Collected data entries
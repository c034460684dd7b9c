use chrono::{NaiveDateTime, TimeZone, Utc};
use chrono_tz::{Europe, Tz};
use tracing::warn;

const FORMAT: &str = "%Y-%m-%d %H:%M:%S";

/// Parses exchange timestamps such as "2024-01-15 10:30:45" or
/// "2024-01-15 10:30:45.1234".
pub(crate) fn parse_date_time(raw: &str) -> std::result::Result<NaiveDateTime, chrono::ParseError> {
    let raw = raw.trim();
    NaiveDateTime::parse_from_str(raw, "%Y-%m-%d %H:%M:%S%.f")
        .or_else(|_| NaiveDateTime::parse_from_str(raw, FORMAT))
}

pub(crate) fn format_date_time(date_time: &NaiveDateTime) -> String {
    date_time.format(FORMAT).to_string()
}

/// Converts a UTC timestamp into UK local time (GMT or BST).
pub(crate) fn utc_to_uk(raw: &str) -> Option<String> {
    let utc = parse_date_time(raw).ok()?;
    let local = Utc.from_utc_datetime(&utc).with_timezone(&Europe::London);
    Some(format_date_time(&local.naive_local()))
}

/// Converts a central European timestamp (as used by nexo.io) into UK local time.
pub(crate) fn cet_to_uk(raw: &str) -> Option<String> {
    zone_to_uk(raw, Europe::Berlin)
}

fn zone_to_uk(raw: &str, zone: Tz) -> Option<String> {
    let naive = parse_date_time(raw).ok()?;
    // ambiguous times at the end of summer time resolve to the earlier instant
    let local = zone.from_local_datetime(&naive).earliest()?;
    Some(format_date_time(&local.with_timezone(&Europe::London).naive_local()))
}

/// How [`into_chronological`] found the rows.
#[derive(Debug, Clone, Copy, PartialEq, Eq)]
pub(crate) enum RowOrder {
    Ascending,
    Reversed,
    /// No row has a readable time, so the order was kept.
    Unknown,
}

/// Puts rows in ascending time order. Exports that list the newest entry
/// first are reversed; rows are never otherwise reordered or altered.
///
/// The earliest and latest readable timestamps decide the direction, so a
/// malformed first or last row does not hide a newest-first export.
pub(crate) fn into_chronological<T>(rows: &mut [T], time: impl Fn(&T) -> &str) -> RowOrder {
    let readable = |row: &T| parse_date_time(time(row)).ok();
    let first = rows.iter().find_map(readable);
    let last = rows.iter().rev().find_map(readable);
    match (first, last) {
        (Some(first), Some(last)) if first > last => {
            rows.reverse();
            RowOrder::Reversed
        }
        (Some(_), Some(_)) => RowOrder::Ascending,
        _ => {
            if rows.len() > 1 {
                warn!("No readable timestamps, keeping the {} rows in file order", rows.len());
            }
            RowOrder::Unknown
        }
    }
}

◆ What the task asks ◆
Each line of the data that has the string "rows" should be returned.

◆ Solution ◆
/// How [`into_chronological`] found the rows.
/// Puts rows in ascending time order. Exports that list the newest entry
/// first are reversed; rows are never otherwise reordered or altered.
pub(crate) fn into_chronological<T>(rows: &mut [T], time: impl Fn(&T) -> &str) -> RowOrder {
    let first = rows.iter().find_map(readable);
    let last = rows.iter().rev().find_map(readable);
            rows.reverse();
            if rows.len() > 1 {
                warn!("No readable timestamps, keeping the {} rows in file order", rows.len());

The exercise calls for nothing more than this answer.